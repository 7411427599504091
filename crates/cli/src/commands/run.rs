//! `run` command implementation.

use anyhow::{Context, Result};
use contracts::{HandlerType, TelemetryBlueprint};
use ingestion::SimulationConfig;
use std::time::Duration;
use tracing::info;

use crate::cli::{RunArgs, SourceKind};
use crate::error::CliError;
use crate::pipeline::{Relay, RelayConfig, SourceSpec};

/// Execute the `run` command
pub async fn run_relay(args: &RunArgs) -> Result<()> {
    info!(config = %args.config.display(), "Loading configuration");

    if !args.config.exists() {
        return Err(CliError::config_not_found(&args.config).into());
    }

    let mut blueprint = config_loader::ConfigLoader::load_from_path(&args.config)
        .with_context(|| format!("Failed to load config from {}", args.config.display()))?;

    apply_overrides(&mut blueprint, args);

    info!(
        frame_len = blueprint.schema.total_length,
        fields = blueprint.schema.fields.len(),
        handlers = blueprint.handlers.len(),
        max_frames = blueprint.pipeline.max_frames,
        "Configuration loaded"
    );

    if args.dry_run {
        info!("Dry run mode - configuration is valid, exiting");
        print_config_summary(&blueprint);
        return Ok(());
    }

    let source = source_spec(args, &blueprint)?;
    let relay = Relay::new(RelayConfig {
        blueprint,
        source,
        metrics_port: (args.metrics_port != 0).then_some(args.metrics_port),
        timeout: (args.timeout != 0).then(|| Duration::from_secs(args.timeout)),
    });

    info!("Starting relay...");
    let stats = relay.run().await?;

    info!(
        outcome = %stats.summary.outcome,
        frames_decoded = stats.summary.frames_decoded,
        frames_rejected = stats.summary.frames_rejected,
        duration_secs = stats.summary.duration.as_secs_f64(),
        fps = stats.fps(),
        "Relay finished"
    );
    stats.print_summary();

    Ok(())
}

/// Apply CLI overrides on top of the loaded blueprint
fn apply_overrides(blueprint: &mut TelemetryBlueprint, args: &RunArgs) {
    if let Some(max_frames) = args.max_frames {
        info!(max_frames, "Overriding max_frames from CLI");
        blueprint.pipeline.max_frames = max_frames;
    }
    if let Some(interval) = args.frame_interval_ms {
        info!(frame_interval_ms = interval, "Overriding frame interval from CLI");
        blueprint.pipeline.frame_interval_ms = interval;
    }
    if let Some(ref output) = args.output {
        // Materialize defaults so the override has a file handler to apply to
        blueprint.handlers = blueprint.effective_handlers();
        for handler in &mut blueprint.handlers {
            if handler.handler_type == HandlerType::File {
                info!(handler = %handler.name, path = %output.display(), "Overriding output path from CLI");
                handler
                    .params
                    .insert("path".to_string(), output.display().to_string());
            }
        }
    }
}

fn source_spec(args: &RunArgs, blueprint: &TelemetryBlueprint) -> Result<SourceSpec, CliError> {
    match args.source {
        SourceKind::Simulated => Ok(SourceSpec::Simulated(SimulationConfig {
            seed: args.seed,
            failure_rate: args.failure_rate,
            corrupt_rate: args.corrupt_rate,
            timestamp_field: blueprint.pipeline.source_timestamp_field.clone(),
            ..Default::default()
        })),
        SourceKind::Replay => args
            .replay_file
            .clone()
            .map(SourceSpec::Replay)
            .ok_or_else(|| CliError::source_options("--replay-file is required with --source replay")),
    }
}

/// Print configuration summary for dry-run mode
fn print_config_summary(blueprint: &TelemetryBlueprint) {
    let schema = &blueprint.schema;
    println!("\n=== Configuration Summary ===\n");
    println!("Frame:");
    println!("  Sync word: {:#06X}", schema.sync_word);
    println!("  Byte order: {}", String::from(schema.byte_order));
    println!("  Length: {} bytes, {} fields", schema.total_length, schema.fields.len());

    let handlers = blueprint.effective_handlers();
    println!("\nHandlers ({}):", handlers.len());
    for handler in &handlers {
        println!("  - {} ({:?})", handler.name, handler.handler_type);
    }

    let pipeline = &blueprint.pipeline;
    println!("\nPipeline:");
    println!("  Max frames: {}", pipeline.max_frames);
    println!("  Frame interval: {} ms", pipeline.frame_interval_ms);
    println!(
        "  Retry: {} consecutive failures, {:?} backoff",
        pipeline.retry.max_consecutive_failures, pipeline.retry.backoff
    );

    let warnings = config_loader::ConfigLoader::warnings(blueprint);
    if !warnings.is_empty() {
        println!("\nWarnings:");
        for warning in &warnings {
            println!("  - {warning}");
        }
    }
    println!();
}
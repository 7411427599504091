//! 遥测中继指标收集模块
//!
//! `record_*` 函数写入 `metrics` facade (安装了 Prometheus recorder 时导出)，
//! `TelemetryAggregator` 在内存中汇总一次运行的统计，用于结束时输出摘要。

use std::collections::BTreeMap;

use metrics::{counter, gauge, histogram};

/// 记录一帧成功解码
pub fn record_frame_decoded(decode_latency_us: f64) {
    counter!("telemetry_frames_decoded_total").increment(1);
    histogram!("telemetry_decode_latency_us").record(decode_latency_us);
}

/// 记录一帧被拒绝 (过短、同步字不匹配 ...)
pub fn record_frame_rejected(reason: &'static str) {
    counter!("telemetry_frames_rejected_total", "reason" => reason).increment(1);
}

/// 记录一次源拉取失败
pub fn record_source_failure() {
    counter!("telemetry_source_failures_total").increment(1);
}

/// Handler 投递结果
#[derive(Debug, Clone, Copy, PartialEq, Eq)]
pub enum DeliveryStatus {
    Delivered,
    Failed,
    Dropped,
    TimedOut,
}

impl DeliveryStatus {
    pub fn as_str(self) -> &'static str {
        match self {
            Self::Delivered => "delivered",
            Self::Failed => "failed",
            Self::Dropped => "dropped",
            Self::TimedOut => "timed_out",
        }
    }
}

/// 记录一次 handler 投递
pub fn record_handler_delivery(handler: &str, status: DeliveryStatus) {
    counter!(
        "telemetry_handler_deliveries_total",
        "handler" => handler.to_string(),
        "status" => status.as_str()
    )
    .increment(1);
}

/// 记录 handler 队列深度
pub fn record_handler_queue_len(handler: &str, len: usize) {
    gauge!("telemetry_handler_queue_len", "handler" => handler.to_string()).set(len as f64);
}

/// 记录广播队列满时丢弃的记录
pub fn record_broadcast_dropped() {
    counter!("telemetry_broadcast_dropped_total").increment(1);
}

/// 当前连接的实时消费者数量
pub fn set_broadcast_consumers(count: usize) {
    gauge!("telemetry_broadcast_consumers").set(count as f64);
}

/// 运行统计聚合器
///
/// 在内存中聚合指标，便于统计和输出摘要。
#[derive(Debug, Clone, Default)]
pub struct TelemetryAggregator {
    /// 成功解码帧数
    pub frames_decoded: u64,

    /// 按原因统计的拒绝帧数
    pub rejected: BTreeMap<&'static str, u64>,

    /// 源拉取失败次数
    pub source_failures: u64,

    /// 含错误标记字段的帧数
    pub frames_with_invalid_fields: u64,

    /// 解码耗时 (微秒)
    pub decode_latency_us: RunningStats,
}

impl TelemetryAggregator {
    /// 创建新的聚合器
    pub fn new() -> Self {
        Self::default()
    }

    /// 记录成功解码，并写入 metrics facade
    pub fn on_decoded(&mut self, decode_latency_us: f64, invalid_fields: usize) {
        self.frames_decoded += 1;
        if invalid_fields > 0 {
            self.frames_with_invalid_fields += 1;
        }
        self.decode_latency_us.push(decode_latency_us);
        record_frame_decoded(decode_latency_us);
    }

    /// 记录被拒绝的帧
    pub fn on_rejected(&mut self, reason: &'static str) {
        *self.rejected.entry(reason).or_insert(0) += 1;
        record_frame_rejected(reason);
    }

    /// 记录源失败
    pub fn on_source_failure(&mut self) {
        self.source_failures += 1;
        record_source_failure();
    }

    /// 拒绝帧总数
    pub fn frames_rejected(&self) -> u64 {
        self.rejected.values().sum()
    }

    /// 生成摘要报告
    pub fn summary(&self) -> TelemetrySummary {
        let rejected = self.frames_rejected();
        let seen = self.frames_decoded + rejected;
        TelemetrySummary {
            frames_decoded: self.frames_decoded,
            frames_rejected: rejected,
            rejected_by_reason: self.rejected.clone(),
            source_failures: self.source_failures,
            frames_with_invalid_fields: self.frames_with_invalid_fields,
            reject_rate: if seen > 0 {
                rejected as f64 / seen as f64 * 100.0
            } else {
                0.0
            },
            decode_latency_us: StatsSummary::from(&self.decode_latency_us),
        }
    }

    /// 重置统计
    pub fn reset(&mut self) {
        *self = Self::default();
    }
}

/// 指标摘要
#[derive(Debug, Clone, Default)]
pub struct TelemetrySummary {
    pub frames_decoded: u64,
    pub frames_rejected: u64,
    pub rejected_by_reason: BTreeMap<&'static str, u64>,
    pub source_failures: u64,
    pub frames_with_invalid_fields: u64,
    pub reject_rate: f64,
    pub decode_latency_us: StatsSummary,
}

impl std::fmt::Display for TelemetrySummary {
    fn fmt(&self, f: &mut std::fmt::Formatter<'_>) -> std::fmt::Result {
        writeln!(f, "=== Telemetry Summary ===")?;
        writeln!(f, "Frames decoded: {}", self.frames_decoded)?;
        writeln!(
            f,
            "Frames rejected: {} ({:.2}%)",
            self.frames_rejected, self.reject_rate
        )?;
        for (reason, count) in &self.rejected_by_reason {
            writeln!(f, "  {}: {}", reason, count)?;
        }
        writeln!(f, "Source failures: {}", self.source_failures)?;
        writeln!(
            f,
            "Frames with invalid fields: {}",
            self.frames_with_invalid_fields
        )?;
        writeln!(f, "Decode latency (us): {}", self.decode_latency_us)?;
        Ok(())
    }
}

/// 统计摘要
#[derive(Debug, Clone, Default)]
pub struct StatsSummary {
    pub count: u64,
    pub min: f64,
    pub max: f64,
    pub mean: f64,
    pub std_dev: f64,
}

impl From<&RunningStats> for StatsSummary {
    fn from(stats: &RunningStats) -> Self {
        Self {
            count: stats.count,
            min: stats.min,
            max: stats.max,
            mean: stats.mean(),
            std_dev: stats.std_dev(),
        }
    }
}

impl std::fmt::Display for StatsSummary {
    fn fmt(&self, f: &mut std::fmt::Formatter<'_>) -> std::fmt::Result {
        if self.count == 0 {
            write!(f, "N/A")
        } else {
            write!(
                f,
                "min={:.3}, max={:.3}, mean={:.3}, std={:.3} (n={})",
                self.min, self.max, self.mean, self.std_dev, self.count
            )
        }
    }
}

/// 在线统计计算器 (Welford's algorithm)
#[derive(Debug, Clone, Default)]
pub struct RunningStats {
    count: u64,
    mean: f64,
    m2: f64,
    min: f64,
    max: f64,
}

impl RunningStats {
    /// 添加新值
    pub fn push(&mut self, value: f64) {
        self.count += 1;

        if self.count == 1 {
            self.min = value;
            self.max = value;
            self.mean = value;
            self.m2 = 0.0;
            return;
        }

        self.min = self.min.min(value);
        self.max = self.max.max(value);
        let delta = value - self.mean;
        self.mean += delta / self.count as f64;
        self.m2 += delta * (value - self.mean);
    }

    pub fn count(&self) -> u64 {
        self.count
    }

    pub fn mean(&self) -> f64 {
        if self.count == 0 {
            0.0
        } else {
            self.mean
        }
    }

    /// 样本方差
    pub fn variance(&self) -> f64 {
        if self.count < 2 {
            0.0
        } else {
            self.m2 / (self.count - 1) as f64
        }
    }

    pub fn std_dev(&self) -> f64 {
        self.variance().sqrt()
    }

    pub fn min(&self) -> f64 {
        self.min
    }

    pub fn max(&self) -> f64 {
        self.max
    }
}
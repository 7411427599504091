//! # Ingestion
//!
//! Frame sources feeding the dispatch pipeline.
//!
//! Every source implements `contracts::FrameSupplier`: one complete frame per
//! pull, `None` for a transient failure.
//!
//! - `SimulatedFrameSource`: random telemetry encoded against the schema
//! - `ReplayFrameSource`: recorded frames (hex lines or JSONL records)
//! - `ChannelFrameSource`: frames pushed by another task
//!
//! ## Usage Example
//!
//! ```ignore
//! use ingestion::{SimulatedFrameSource, SimulationConfig};
//!
//! let mut source = SimulatedFrameSource::new(codec, SimulationConfig::default());
//! let frame = source.next_frame().await;
//! ```

mod channel;
mod error;
mod metrics;
mod replay;
mod simulated;

// Re-exports
pub use channel::ChannelFrameSource;
pub use contracts::FrameSupplier;
pub use error::{IngestionError, Result};
pub use metrics::{SourceMetrics, SourceMetricsSnapshot};
pub use replay::ReplayFrameSource;
pub use simulated::{SimulatedFrameSource, SimulationConfig};
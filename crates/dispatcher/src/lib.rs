//! # Dispatcher
//!
//! 遥测分发模块。
//!
//! 负责：
//! - 从帧源拉取数据并解码 (`DispatchPipeline`)
//! - Fan-out 到多个 handler，按 handler 声明的投递方式隔离慢/失败的 handler
//! - 实时消费者广播 (`BroadcastHub`)
//! - 协作式关闭 (`ShutdownCoordinator`)

pub mod broadcast;
pub mod error;
pub mod handle;
pub mod handlers;
pub mod metrics;
pub mod pipeline;
pub mod retry;
pub mod shutdown;

pub use broadcast::{
    BroadcastCommand, BroadcastHub, BroadcastStats, BroadcastStatsSnapshot, Membership,
};
pub use contracts::{DeliveryMode, OutputHandler, RecordEnvelope};
pub use error::DispatchError;
pub use handle::{BoxedHandler, DynOutputHandler, HandlerHandle};
pub use handlers::{
    create_handler, BroadcastConfig, BroadcastHandler, ConsoleHandler, FileLogConfig,
    FileLogHandler,
};
pub use metrics::{HandlerMetrics, HandlerMetricsSnapshot};
pub use pipeline::{DispatchPipeline, RunOutcome, RunSummary};
pub use retry::{Backoff, RetryPolicy};
pub use shutdown::ShutdownCoordinator;
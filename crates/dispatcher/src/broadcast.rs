//! BroadcastHub - 向实时消费者扇出记录
//!
//! 单个有界发布队列 + 单个广播循环。消费者集合只由广播循环持有，
//! 连接/断开通过 `Membership` 消息进入循环，不会出现边遍历边修改。
//!
//! 发布是非阻塞的：队列满时丢弃最新的记录并计数。
//! 每个消费者有自己的有界 outbox，慢消费者只会丢失自己的消息。

use std::collections::HashMap;
use std::sync::atomic::{AtomicU64, AtomicUsize, Ordering};
use std::sync::Arc;

use tokio::sync::mpsc;
use tokio::sync::mpsc::error::TrySendError;
use tracing::{debug, info, instrument, warn};

use observability::{record_broadcast_dropped, set_broadcast_consumers};

/// Default publish queue capacity
pub const DEFAULT_QUEUE_CAPACITY: usize = 100;

pub type ConsumerId = u64;

/// Message shared by every consumer outbox
pub type Outgoing = Arc<str>;

/// Publish queue item
#[derive(Debug, Clone, PartialEq, Eq)]
pub enum BroadcastCommand {
    /// One serialized record
    Publish(String),
    /// End the broadcast loop after the records queued before it
    Stop,
}

/// Consumer set changes, applied by the broadcast loop
#[derive(Debug)]
pub enum Membership {
    Join {
        id: ConsumerId,
        outbox: mpsc::Sender<Outgoing>,
    },
    Leave {
        id: ConsumerId,
    },
}

/// 广播统计
#[derive(Debug, Default)]
pub struct BroadcastStats {
    published: AtomicU64,
    dropped: AtomicU64,
    lagged: AtomicU64,
    active_consumers: AtomicUsize,
}

impl BroadcastStats {
    /// Records accepted into the publish queue
    pub fn published(&self) -> u64 {
        self.published.load(Ordering::Relaxed)
    }

    /// Records dropped because the publish queue was full
    pub fn dropped(&self) -> u64 {
        self.dropped.load(Ordering::Relaxed)
    }

    /// Per-consumer deliveries skipped because an outbox was full
    pub fn lagged(&self) -> u64 {
        self.lagged.load(Ordering::Relaxed)
    }

    pub fn active_consumers(&self) -> usize {
        self.active_consumers.load(Ordering::Relaxed)
    }

    pub fn snapshot(&self) -> BroadcastStatsSnapshot {
        BroadcastStatsSnapshot {
            published: self.published(),
            dropped: self.dropped(),
            lagged: self.lagged(),
            active_consumers: self.active_consumers(),
        }
    }
}

#[derive(Debug, Clone, Copy, Default, PartialEq, Eq)]
pub struct BroadcastStatsSnapshot {
    pub published: u64,
    pub dropped: u64,
    pub lagged: u64,
    pub active_consumers: usize,
}

/// Join/leave handle given to connection tasks
#[derive(Debug, Clone)]
pub struct ConsumerRegistry {
    membership: mpsc::UnboundedSender<Membership>,
    next_id: Arc<AtomicU64>,
}

impl ConsumerRegistry {
    /// Add a consumer; records published after the join reach `outbox`
    pub fn join(&self, outbox: mpsc::Sender<Outgoing>) -> ConsumerId {
        let id = self.next_id.fetch_add(1, Ordering::Relaxed);
        if self.membership.send(Membership::Join { id, outbox }).is_err() {
            debug!(consumer = id, "broadcast loop gone, join ignored");
        }
        id
    }

    pub fn leave(&self, id: ConsumerId) {
        // Loop already stopped: the consumer set is gone anyway
        let _ = self.membership.send(Membership::Leave { id });
    }
}

/// Publishing side of the hub
pub struct BroadcastHub {
    tx: mpsc::Sender<BroadcastCommand>,
    registry: ConsumerRegistry,
    stats: Arc<BroadcastStats>,
}

impl BroadcastHub {
    /// Create the hub and the loop that must be spawned to drive it
    pub fn new(queue_capacity: usize) -> (Self, BroadcastLoop) {
        let (tx, rx) = mpsc::channel(queue_capacity.max(1));
        let (membership, membership_rx) = mpsc::unbounded_channel();
        let stats = Arc::new(BroadcastStats::default());

        let hub = Self {
            tx,
            registry: ConsumerRegistry {
                membership,
                next_id: Arc::new(AtomicU64::new(1)),
            },
            stats: Arc::clone(&stats),
        };
        let broadcast_loop = BroadcastLoop {
            rx,
            membership_rx,
            consumers: HashMap::new(),
            stats,
        };
        (hub, broadcast_loop)
    }

    /// Enqueue a record without waiting
    ///
    /// Returns false when the record was dropped (queue full or loop stopped).
    pub fn publish(&self, json: String) -> bool {
        match self.tx.try_send(BroadcastCommand::Publish(json)) {
            Ok(()) => {
                self.stats.published.fetch_add(1, Ordering::Relaxed);
                true
            }
            Err(TrySendError::Full(_)) => {
                let dropped = self.stats.dropped.fetch_add(1, Ordering::Relaxed) + 1;
                record_broadcast_dropped();
                warn!(dropped, "broadcast queue full, newest record dropped");
                false
            }
            Err(TrySendError::Closed(_)) => {
                self.stats.dropped.fetch_add(1, Ordering::Relaxed);
                record_broadcast_dropped();
                debug!("broadcast loop stopped, record dropped");
                false
            }
        }
    }

    /// Queue the stop sentinel behind the records already published
    pub async fn stop(&self) {
        if self.tx.send(BroadcastCommand::Stop).await.is_err() {
            debug!("broadcast loop already stopped");
        }
    }

    pub fn registry(&self) -> ConsumerRegistry {
        self.registry.clone()
    }

    pub fn stats(&self) -> &Arc<BroadcastStats> {
        &self.stats
    }
}

/// The loop owning the consumer set
pub struct BroadcastLoop {
    rx: mpsc::Receiver<BroadcastCommand>,
    membership_rx: mpsc::UnboundedReceiver<Membership>,
    consumers: HashMap<ConsumerId, mpsc::Sender<Outgoing>>,
    stats: Arc<BroadcastStats>,
}

impl BroadcastLoop {
    /// Run until `Stop` is received or every publisher is gone
    #[instrument(name = "broadcast_loop", skip(self))]
    pub async fn run(mut self) {
        debug!("broadcast loop started");

        loop {
            tokio::select! {
                biased;
                Some(change) = self.membership_rx.recv() => self.apply(change),
                command = self.rx.recv() => match command {
                    Some(BroadcastCommand::Publish(json)) => {
                        // Joins sent before this record was published take effect first
                        while let Ok(change) = self.membership_rx.try_recv() {
                            self.apply(change);
                        }
                        self.fan_out(json);
                    }
                    Some(BroadcastCommand::Stop) | None => break,
                },
            }
        }

        let remaining = self.consumers.len();
        self.consumers.clear();
        self.update_consumer_count();
        info!(consumers = remaining, lagged = self.stats.lagged(), "broadcast loop stopped");
    }

    fn apply(&mut self, change: Membership) {
        match change {
            Membership::Join { id, outbox } => {
                self.consumers.insert(id, outbox);
                debug!(consumer = id, total = self.consumers.len(), "consumer joined");
            }
            Membership::Leave { id } => {
                if self.consumers.remove(&id).is_some() {
                    debug!(consumer = id, total = self.consumers.len(), "consumer left");
                }
            }
        }
        self.update_consumer_count();
    }

    fn fan_out(&mut self, json: String) {
        let message: Outgoing = Arc::from(json);
        let mut closed = Vec::new();

        for (id, outbox) in &self.consumers {
            match outbox.try_send(Arc::clone(&message)) {
                Ok(()) => {}
                Err(TrySendError::Full(_)) => {
                    self.stats.lagged.fetch_add(1, Ordering::Relaxed);
                    debug!(consumer = id, "consumer outbox full, record skipped");
                }
                Err(TrySendError::Closed(_)) => closed.push(*id),
            }
        }

        if !closed.is_empty() {
            for id in closed {
                self.consumers.remove(&id);
                debug!(consumer = id, "consumer outbox closed, removed");
            }
            self.update_consumer_count();
        }
    }

    fn update_consumer_count(&self) {
        self.stats
            .active_consumers
            .store(self.consumers.len(), Ordering::Relaxed);
        set_broadcast_consumers(self.consumers.len());
    }
}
::::::::
### Exercise
Go through the material above line by line and state how many lines contain "ConfigLoader". Give only the number.

### Response area
2